Friday, February 24, 2006
Desalination and the Environment
Whenever we hear the term "desalination", it conjures an image of a water factory turning an inexhaustible supply of seawater to an unlimited amount of drinking water. This idealized vision is something like modern alchemy, although the technology does exist and is not terribly complex. Still, the practical application of desalination is much more complicated, expensive, and energy-intensive than most alternatives almost anywhere in the United States.
In Narragansett Bay's watershed, we receive an average of about 42 inches of rain per year. With this much rain pouring into our rivers, reservoirs, and groundwater, it would seem that natural sources of fresh water would always be cheaper and more easily available than desalinated seawater. However, rising demand for fresh water has led communities and municpalities in Rhode Island and Massachusetts to turn to desalination as a means of supplementing or replacing natural supplies.
Two desalination plants are presently proposed for the Bay: One on the Taunton River, one on the Palmer. The first, Aquaria, is proposed for Dighton, MA, on the Taunton. Save The Bay, along with the Taunton River and Jones River Watershed Associations, fought the development of this plant for more than a decade. Proposed for a rare freshwater-tidal portion of the river, our groups were concerned that the facility would remove too much freshwater from the estuary and cause impacts to migratory fish and river habitat. We appealed state permits for the facility, and entered settlement negotiations with the applicants. Ultimately, we dropped our appeal in exchange for more stringent river protections, monitoring, and a stewardship funds. Our groups remain committed to watching over this project to ensure that the Taunton is adequately protected. It looks like this project will actually be constructed in the next two to three years.

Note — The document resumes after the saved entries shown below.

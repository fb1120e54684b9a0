//! # Fetch Gateway
//!
//! One-shot read of the user listing that seeds the directory.

pub mod client;
pub mod errors;

pub use client::UserGateway;
pub use errors::{FetchError, FetchResult};
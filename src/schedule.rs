//! Fixed-cadence refresh timers
//!
//! A `Cadence` is polled rather than spawned: the owner asks whether a
//! period elapsed and runs the refresh itself, so no task needs shared
//! access to the state being refreshed.

use std::time::Duration;

use tokio::time::Instant;

#[derive(Debug, Clone)]
pub struct Cadence {
    period: Duration,
    next: Instant,
}

impl Cadence {
    /// First due one `period` from now
    pub fn new(period: Duration) -> Self {
        Self {
            period,
            next: Instant::now() + period,
        }
    }

    pub fn period(&self) -> Duration {
        self.period
    }

    /// True at most once per elapsed period. Missed periods collapse into
    /// one; the next period starts from the moment this returned true.
    pub fn is_due(&mut self) -> bool {
        let now = Instant::now();
        if now < self.next {
            return false;
        }
        self.next = now + self.period;
        true
    }

    /// Time left until the next period elapses
    pub fn remaining(&self) -> Duration {
        self.next.saturating_duration_since(Instant::now())
    }

    /// Sleep until due, then start the next period
    pub async fn tick(&mut self) {
        tokio::time::sleep_until(self.next).await;
        self.next = Instant::now() + self.period;
    }
}

#[cfg(test)]
mod tests {
    use super::*;

    #[tokio::test(start_paused = true)]
    async fn test_due_once_per_period() {
        let mut cadence = Cadence::new(Duration::from_secs(15));
        assert!(!cadence.is_due());

        tokio::time::advance(Duration::from_secs(15)).await;
        assert!(cadence.is_due());
        assert!(!cadence.is_due());

        // Three missed periods still fire once
        tokio::time::advance(Duration::from_secs(45)).await;
        assert!(cadence.is_due());
        assert!(!cadence.is_due());
        assert_eq!(cadence.remaining(), Duration::from_secs(15));
    }

    #[tokio::test(start_paused = true)]
    async fn test_tick_waits_out_the_period() {
        let mut cadence = Cadence::new(Duration::from_secs(30));
        let start = Instant::now();
        cadence.tick().await;
        assert_eq!(start.elapsed(), Duration::from_secs(30));
        assert!(!cadence.is_due());
    }
}
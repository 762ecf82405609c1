pub mod amount;
pub mod config;
pub mod context;
pub mod contracts;
pub mod dashboard;
pub mod error;
pub mod executor;
pub mod flows;
pub mod gateway;
pub mod history;
pub mod network;
pub mod progress;
pub mod provider;
pub mod quote;
pub mod schedule;
pub mod session;
pub mod views;
pub mod wallet;

pub use config::{
    timing, Config, ContractAddresses, NetworkConstants, TempoNetworkConfig, TokenInfo, TokenList,
};
pub use context::AppContext;
pub use dashboard::{load_dashboard, Dashboard, PoolStats};
pub use error::Error;
pub use executor::{ExecutionReport, StepExecutor, StepOutcome};
pub use flows::{
    add_liquidity, execute_swap, fetch_pool, mint_all, remove_liquidity, AddLiquidityRequest,
    MintReport, MintStatus, MintTracker, PoolSnapshot, RemoveLiquidityRequest, SwapRequest,
};
pub use gateway::{ContractGateway, DexContracts, Reserves, TxReceiptSummary};
pub use history::{BlockScanHistory, HistoryEntry, HistorySource, RecentTransactions};
pub use network::{NetworkManager, NetworkState, NetworkStatus};
pub use progress::{ProgressTracker, TransactionProgress};
pub use provider::{
    EventSubscription, ProviderEvent, ProviderKind, ProviderRegistry, ProviderRpcError,
    WalletProvider,
};
pub use quote::{fetch_quote, Quote, QuoteDebouncer, QuoteState};
pub use schedule::Cadence;
pub use session::{BalanceSnapshot, ConnectionState, WalletSession};
pub use wallet::{KeystoreProvider, TempoWallet, WalletStorage};

// Re-export ethers types used across the public API
pub use ethers::types::{Address, TxHash, U256};
pub use rust_decimal::Decimal;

The Swansea facility, proposed for the Palmer River, is presently under review by State and Federal environmental agencies. We are also reviewing the latest version, and comments are due for this on March 24th. See the MA Environmental Monitor for more details on that here.
Environmental impacts from desalination can include effects of brine discharge, entrainment of fish eggs and larvae, antifouling chemicals such as chlorine, corrosion by-products such as copper and other metals, and thermal pollution from warmer-than-natural discharges. Effects on salinity, dissolved oxygen, pH, and other paramters are possible.
When choosing locations for desalination plants, Save The Bay discourages siting plants on estuaries, critical fish habitats, or other designated marine sancturaries. They should be operated using the best available technology for minimizing impacts to fish and other river or marine life. Finally, they should be carefully monitored, and shut down if unexpected environmental impacts are discovered.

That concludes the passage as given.